Directions for this task
Give back exactly the lines that run from the beginning of the entries to the line containing "pub const CHUNK_DIM3: i32", both included, and nothing else.

::::

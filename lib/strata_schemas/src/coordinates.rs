//! Strongly typed newtype wrappers for the coordinate spaces of the voxel
//! world, and the related compile-time constants.

use std::fmt::{Display, Formatter};
use std::ops::Deref;

use bevy_math::IVec3;
use bytemuck::{Pod, Zeroable};
use serde::{Deserialize, Serialize};
use thiserror::Error;

/// Length of a side of a chunk in blocks
pub const CHUNK_DIM: i32 = 32;
/// Length of a side of a chunk in blocks, as a `usize`
pub const CHUNK_DIMZ: usize = CHUNK_DIM as usize;
/// Number of blocks on the face of a chunk
pub const CHUNK_DIM2: i32 = CHUNK_DIM * CHUNK_DIM;
/// Number of blocks on the face of a chunk, as a `usize`
pub const CHUNK_DIM2Z: usize = CHUNK_DIM2 as usize;
/// Number of blocks in the volume of a chunk
pub const CHUNK_DIM3: i32 = CHUNK_DIM * CHUNK_DIM * CHUNK_DIM;
/// Number of blocks in the volume of a chunk, as a `usize`
pub const CHUNK_DIM3Z: usize = CHUNK_DIM3 as usize;

/// Side length of the one-block-padded neighborhood copied for mesh jobs
pub const PADDED_DIM: i32 = CHUNK_DIM + 2;
/// [`PADDED_DIM`] as a `usize`
pub const PADDED_DIMZ: usize = PADDED_DIM as usize;
/// Number of blocks in a padded mesh neighborhood
pub const PADDED_DIM3Z: usize = PADDED_DIMZ * PADDED_DIMZ * PADDED_DIMZ;

/// Error when the given coordinates are outside of the chunk boundary.
#[derive(Copy, Clone, Debug, Eq, PartialEq, Error)]
#[error("Given coordinates were outside of chunk boundaries: {0}")]
pub struct InChunkVecError(IVec3);

/// Error when the given block index is outside of the chunk volume.
#[derive(Copy, Clone, Debug, Eq, PartialEq, Error)]
#[error("Given index was outside of chunk boundaries: {0}")]
pub struct InChunkIndexError(usize);

/// An absolute chunk position in the voxel world
#[derive(Copy, Clone, Eq, PartialEq, Hash, Debug, Default, Pod, Zeroable, Serialize, Deserialize)]
#[repr(transparent)]
pub struct ChunkCoord(pub(crate) IVec3);

/// An absolute block position in the voxel world
#[derive(Copy, Clone, Eq, PartialEq, Hash, Debug, Default, Pod, Zeroable, Serialize, Deserialize)]
#[repr(transparent)]
pub struct BlockPos(pub(crate) IVec3);

/// A block position inside of a chunk, limited to `0..CHUNK_DIM` on every axis
#[derive(Copy, Clone, Eq, PartialEq, Hash, Debug, Default, Pod, Zeroable, Serialize, Deserialize)]
#[repr(transparent)]
pub struct InChunkPos(pub(crate) IVec3);

macro_rules! impl_simple_ivec3_newtype {
    ($T:ident) => {
        impl $T {
            /// (0, 0, 0)
            pub const ZERO: Self = Self(IVec3::ZERO);
            /// (1, 1, 1)
            pub const ONE: Self = Self(IVec3::ONE);

            /// Const-friendly `from<IVec3>`
            #[inline]
            pub const fn from_ivec3(value: IVec3) -> Self {
                Self(value)
            }

            /// Const-friendly `into<IVec3>`
            #[inline]
            pub const fn into_ivec3(self) -> IVec3 {
                self.0
            }

            /// Constructs a new [`Self`] from the given coordinates.
            #[inline]
            pub const fn new(x: i32, y: i32, z: i32) -> Self {
                Self(IVec3::new(x, y, z))
            }

            /// Constructs a new [`Self`] from a given coordinate copied to all dimensions.
            #[inline]
            pub const fn splat(v: i32) -> Self {
                Self(IVec3::splat(v))
            }
        }

        impl From<IVec3> for $T {
            #[inline]
            fn from(value: IVec3) -> Self {
                Self::from_ivec3(value)
            }
        }
        impl From<$T> for IVec3 {
            #[inline]
            fn from(value: $T) -> IVec3 {
                value.into_ivec3()
            }
        }
        impl Deref for $T {
            type Target = IVec3;

            #[inline]
            fn deref(&self) -> &Self::Target {
                &self.0
            }
        }
    };
}

// === ChunkCoord
impl_simple_ivec3_newtype!(ChunkCoord);

impl ChunkCoord {
    /// Returns the chunk coordinate displaced by the given per-axis offsets.
    #[inline]
    pub const fn offset(self, dx: i32, dy: i32, dz: i32) -> Self {
        Self(IVec3::new(self.0.x + dx, self.0.y + dy, self.0.z + dz))
    }

    /// Squared chunk-grid distance to another chunk coordinate.
    #[inline]
    pub fn distance_squared(self, other: Self) -> i32 {
        let d = self.0 - other.0;
        d.x * d.x + d.y * d.y + d.z * d.z
    }

    /// The block position of this chunk's minimum corner.
    #[inline]
    pub fn base_block_pos(self) -> BlockPos {
        BlockPos(self.0 * IVec3::splat(CHUNK_DIM))
    }
}

impl From<BlockPos> for ChunkCoord {
    fn from(value: BlockPos) -> Self {
        Self::new(
            value.x.div_euclid(CHUNK_DIM),
            value.y.div_euclid(CHUNK_DIM),
            value.z.div_euclid(CHUNK_DIM),
        )
    }
}

impl Display for ChunkCoord {
    fn fmt(&self, f: &mut Formatter<'_>) -> std::fmt::Result {
        write!(f, "Chunk(x={}, y={}, z={})", self.x, self.y, self.z)
    }
}

// === BlockPos
impl_simple_ivec3_newtype!(BlockPos);

impl BlockPos {
    /// Splits the block position into the coordinate of the containing chunk
    /// and the coordinate of the block within that chunk.
    pub fn split_chunk_component(self) -> (ChunkCoord, InChunkPos) {
        (
            ChunkCoord::new(
                self.x.div_euclid(CHUNK_DIM),
                self.y.div_euclid(CHUNK_DIM),
                self.z.div_euclid(CHUNK_DIM),
            ),
            InChunkPos(IVec3::new(
                self.x.rem_euclid(CHUNK_DIM),
                self.y.rem_euclid(CHUNK_DIM),
                self.z.rem_euclid(CHUNK_DIM),
            )),
        )
    }
}

impl From<ChunkCoord> for BlockPos {
    fn from(value: ChunkCoord) -> Self {
        value.base_block_pos()
    }
}

impl Display for BlockPos {
    fn fmt(&self, f: &mut Formatter<'_>) -> std::fmt::Result {
        write!(f, "Block(x={}, y={}, z={})", self.x, self.y, self.z)
    }
}

// === InChunkPos

impl TryFrom<IVec3> for InChunkPos {
    type Error = InChunkVecError;

    #[inline]
    fn try_from(value: IVec3) -> Result<Self, Self::Error> {
        Self::try_from_ivec3(value)
    }
}

impl From<InChunkPos> for IVec3 {
    #[inline]
    fn from(value: InChunkPos) -> IVec3 {
        value.0
    }
}

impl Deref for InChunkPos {
    type Target = IVec3;

    #[inline]
    fn deref(&self) -> &Self::Target {
        &self.0
    }
}

impl InChunkPos {
    /// (0, 0, 0)
    pub const ZERO: Self = Self(IVec3::ZERO);
    /// (31, 31, 31)
    pub const MAX: Self = Self(IVec3::splat(CHUNK_DIM - 1));

    /// Const-friendly `try_from<IVec3>`
    #[inline]
    pub const fn try_from_ivec3(v: IVec3) -> Result<Self, InChunkVecError> {
        let IVec3 { x, y, z } = v;
        if (x < 0) || (x >= CHUNK_DIM) || (y < 0) || (y >= CHUNK_DIM) || (z < 0) || (z >= CHUNK_DIM) {
            Err(InChunkVecError(v))
        } else {
            Ok(Self(v))
        }
    }

    /// Constructs a new in-chunk position from the given coordinates, or
    /// returns an error if it's outside of chunk bounds.
    #[inline]
    pub const fn try_new(x: i32, y: i32, z: i32) -> Result<Self, InChunkVecError> {
        Self::try_from_ivec3(IVec3::new(x, y, z))
    }

    /// Convert an XYZ-strided index into the chunk storage array into coordinates
    #[inline]
    pub const fn try_from_index(idx: usize) -> Result<Self, InChunkIndexError> {
        if idx >= CHUNK_DIM3Z {
            return Err(InChunkIndexError(idx));
        }
        let i: i32 = idx as i32;
        Ok(InChunkPos(IVec3::new(
            i % CHUNK_DIM,
            (i / CHUNK_DIM) % CHUNK_DIM,
            (i / CHUNK_DIM2) % CHUNK_DIM,
        )))
    }

    /// Converts the coordinates into an XYZ-strided index into the chunk storage array
    #[inline]
    pub const fn as_index(self) -> usize {
        (self.0.x + (CHUNK_DIM * self.0.y) + (CHUNK_DIM2 * self.0.z)) as usize
    }
}

impl Display for InChunkPos {
    fn fmt(&self, f: &mut Formatter<'_>) -> std::fmt::Result {
        write!(f, "InChunk(x={}, y={}, z={})", self.x, self.y, self.z)
    }
}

::::

Response below
filename lib/strata_schemas/src/coordinates.rs
//! Strongly typed newtype wrappers for the coordinate spaces of the voxel
//! world, and the related compile-time constants.

use std::fmt::{Display, Formatter};
use std::ops::Deref;

use bevy_math::IVec3;
use bytemuck::{Pod, Zeroable};
use serde::{Deserialize, Serialize};
use thiserror::Error;

/// Length of a side of a chunk in blocks
pub const CHUNK_DIM: i32 = 32;
/// Length of a side of a chunk in blocks, as a `usize`
pub const CHUNK_DIMZ: usize = CHUNK_DIM as usize;
/// Number of blocks on the face of a chunk
pub const CHUNK_DIM2: i32 = CHUNK_DIM * CHUNK_DIM;
/// Number of blocks on the face of a chunk, as a `usize`
pub const CHUNK_DIM2Z: usize = CHUNK_DIM2 as usize;
/// Number of blocks in the volume of a chunk
pub const CHUNK_DIM3: i32 = CHUNK_DIM * CHUNK_DIM * CHUNK_DIM;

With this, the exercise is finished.